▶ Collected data
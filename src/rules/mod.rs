//! Per-game board geometry, legal-move checking and win/draw detection,
//! dispatched on a closed set of tagged variants rather than runtime
//! reflection.

mod connect_four;
mod tic_tac_toe;

use crate::board::Board;
use crate::db::StoreError;

pub use connect_four::ConnectFourRules;
pub use tic_tac_toe::TicTacToeRules;

/// The game a session is playing. Immutable after session creation.
#[derive(Debug, Clone, Copy, PartialEq, Eq, Hash, serde::Serialize, serde::Deserialize)]
#[serde(rename_all = "snake_case")]
pub enum GameType {
    /// 3x3 tic-tac-toe.
    TicTacToe,
    /// 6-row by 7-column connect four.
    ConnectFour,
}

impl GameType {
    /// Converts to the string stored in the `sessions.game_type` column.
    pub fn to_db_string(self) -> &'static str {
        match self {
            Self::TicTacToe => "tic_tac_toe",
            Self::ConnectFour => "connect_four",
        }
    }

    /// Parses from the string stored in the `sessions.game_type` column, or
    /// from a client-supplied `gameType` field.
    ///
    /// # Errors
    ///
    /// Returns [`StoreError`] if the string doesn't name a known game.
    pub fn from_db_string(s: &str) -> Result<Self, StoreError> {
        match s {
            "tic_tac_toe" => Ok(Self::TicTacToe),
            "connect_four" => Ok(Self::ConnectFour),
            other => Err(StoreError::new(format!("unknown game_type: '{other}'"))),
        }
    }
}

/// Why a move failed rules validation. The engine maps these to its own
/// `validation` / `conflict` error kinds.
#[derive(Debug, Clone, PartialEq, Eq)]
pub enum MoveError {
    /// Coordinates fall outside the board.
    OutOfBounds,
    /// Target cell already holds a mark.
    CellOccupied,
    /// Coordinates violate the game's move geometry (e.g. a connect-four
    /// drop that doesn't land on the lowest empty row).
    IllegalGeometry,
}

/// Per-game rule set, dispatched on [`GameType`].
///
/// This is a closed enum rather than a trait object: the set of games is
/// fixed and known at compile time, and enum dispatch keeps the Session
/// Engine's hot path (validate → mutate → detect) free of vtable calls and
/// heap allocation.
#[derive(Debug, Clone, Copy)]
pub enum RuleSet {
    /// Tic-tac-toe rules.
    TicTacToe(TicTacToeRules),
    /// Connect-four rules.
    ConnectFour(ConnectFourRules),
}

impl RuleSet {
    /// Looks up the rule set for a game type. Initialized once, read-only,
    /// safe for concurrent use.
    pub fn for_game(game_type: GameType) -> Self {
        match game_type {
            GameType::TicTacToe => Self::TicTacToe(TicTacToeRules),
            GameType::ConnectFour => Self::ConnectFour(ConnectFourRules),
        }
    }

    /// The empty board for this game.
    pub fn initial_board(&self) -> Board {
        match self {
            Self::TicTacToe(r) => r.initial_board(),
            Self::ConnectFour(r) => r.initial_board(),
        }
    }

    /// Board dimensions as `(rows, cols)`.
    pub fn dimensions(&self) -> (usize, usize) {
        match self {
            Self::TicTacToe(r) => r.dimensions(),
            Self::ConnectFour(r) => r.dimensions(),
        }
    }

    /// Validates a move and resolves it to the cell that will actually be
    /// written. For tic-tac-toe this is an identity check on `(row, col)`;
    /// for connect-four, `row` is recomputed as the lowest empty row in
    /// `col`, which subsumes verifying any caller-supplied row.
    pub fn validate_move(
        &self,
        board: &Board,
        row: usize,
        col: usize,
    ) -> Result<(usize, usize), MoveError> {
        match self {
            Self::TicTacToe(r) => r.validate_move(board, row, col),
            Self::ConnectFour(r) => r.validate_move(board, row, col),
        }
    }

    /// True if placing at `(row, col)` gives `player_id` a win. Evaluated
    /// incrementally in the neighborhood of the just-placed cell.
    pub fn check_winner(&self, board: &Board, row: usize, col: usize, player_id: &str) -> bool {
        match self {
            Self::TicTacToe(r) => r.check_winner(board, row, col, player_id),
            Self::ConnectFour(r) => r.check_winner(board, row, col, player_id),
        }
    }

    /// True if the board is full (and, by the time the engine calls this,
    /// already known to have no winner).
    pub fn check_draw(&self, board: &Board, move_count: usize) -> bool {
        let (rows, cols) = self.dimensions();
        move_count == rows * cols && board.is_full()
    }
}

▶ YOUR TASK
Copy out every record above exactly as written.

▶ OUTPUT
filename src/rules/mod.rs
//! Per-game board geometry, legal-move checking and win/draw detection,
//! dispatched on a closed set of tagged variants rather than runtime
//! reflection.

mod connect_four;
mod tic_tac_toe;

use crate::board::Board;
use crate::db::StoreError;

pub use connect_four::ConnectFourRules;
pub use tic_tac_toe::TicTacToeRules;

/// The game a session is playing. Immutable after session creation.
#[derive(Debug, Clone, Copy, PartialEq, Eq, Hash, serde::Serialize, serde::Deserialize)]
#[serde(rename_all = "snake_case")]
pub enum GameType {
    /// 3x3 tic-tac-toe.
    TicTacToe,
    /// 6-row by 7-column connect four.
    ConnectFour,
}

impl GameType {
    /// Converts to the string stored in the `sessions.game_type` column.
    pub fn to_db_string(self) -> &'static str {
        match self {
            Self::TicTacToe => "tic_tac_toe",
            Self::ConnectFour => "connect_four",
        }
    }

    /// Parses from the string stored in the `sessions.game_type` column, or
    /// from a client-supplied `gameType` field.
    ///
    /// # Errors
    ///
    /// Returns [`StoreError`] if the string doesn't name a known game.
    pub fn from_db_string(s: &str) -> Result<Self, StoreError> {
        match s {
            "tic_tac_toe" => Ok(Self::TicTacToe),
            "connect_four" => Ok(Self::ConnectFour),
            other => Err(StoreError::new(format!("unknown game_type: '{other}'"))),
        }
    }
}

/// Why a move failed rules validation. The engine maps these to its own
/// `validation` / `conflict` error kinds.
#[derive(Debug, Clone, PartialEq, Eq)]
pub enum MoveError {
    /// Coordinates fall outside the board.
    OutOfBounds,
    /// Target cell already holds a mark.
    CellOccupied,
    /// Coordinates violate the game's move geometry (e.g. a connect-four
    /// drop that doesn't land on the lowest empty row).
    IllegalGeometry,
}

/// Per-game rule set, dispatched on [`GameType`].
///
/// This is a closed enum rather than a trait object: the set of games is
/// fixed and known at compile time, and enum dispatch keeps the Session
/// Engine's hot path (validate → mutate → detect) free of vtable calls and
/// heap allocation.
#[derive(Debug, Clone, Copy)]
pub enum RuleSet {
    /// Tic-tac-toe rules.
    TicTacToe(TicTacToeRules),
    /// Connect-four rules.
    ConnectFour(ConnectFourRules),
}

impl RuleSet {
    /// Looks up the rule set for a game type. Initialized once, read-only,
    /// safe for concurrent use.
    pub fn for_game(game_type: GameType) -> Self {
        match game_type {
            GameType::TicTacToe => Self::TicTacToe(TicTacToeRules),
            GameType::ConnectFour => Self::ConnectFour(ConnectFourRules),
        }
    }

    /// The empty board for this game.
    pub fn initial_board(&self) -> Board {
        match self {
            Self::TicTacToe(r) => r.initial_board(),
            Self::ConnectFour(r) => r.initial_board(),
        }
    }

    /// Board dimensions as `(rows, cols)`.
    pub fn dimensions(&self) -> (usize, usize) {
        match self {
            Self::TicTacToe(r) => r.dimensions(),
            Self::ConnectFour(r) => r.dimensions(),
        }
    }

    /// Validates a move and resolves it to the cell that will actually be
    /// written. For tic-tac-toe this is an identity check on `(row, col)`;
    /// for connect-four, `row` is recomputed as the lowest empty row in
    /// `col`, which subsumes verifying any caller-supplied row.
    pub fn validate_move(
        &self,
        board: &Board,
        row: usize,
        col: usize,
    ) -> Result<(usize, usize), MoveError> {
        match self {
            Self::TicTacToe(r) => r.validate_move(board, row, col),
            Self::ConnectFour(r) => r.validate_move(board, row, col),
        }
    }

    /// True if placing at `(row, col)` gives `player_id` a win. Evaluated
    /// incrementally in the neighborhood of the just-placed cell.
    pub fn check_winner(&self, board: &Board, row: usize, col: usize, player_id: &str) -> bool {
        match self {
            Self::TicTacToe(r) => r.check_winner(board, row, col, player_id),
            Self::ConnectFour(r) => r.check_winner(board, row, col, player_id),
        }
    }

    /// True if the board is full (and, by the time the engine calls this,
    /// already known to have no winner).
    pub fn check_draw(&self, board: &Board, move_count: usize) -> bool {
        let (rows, cols) = self.dimensions();
        move_count == rows * cols && board.is_full()
    }
}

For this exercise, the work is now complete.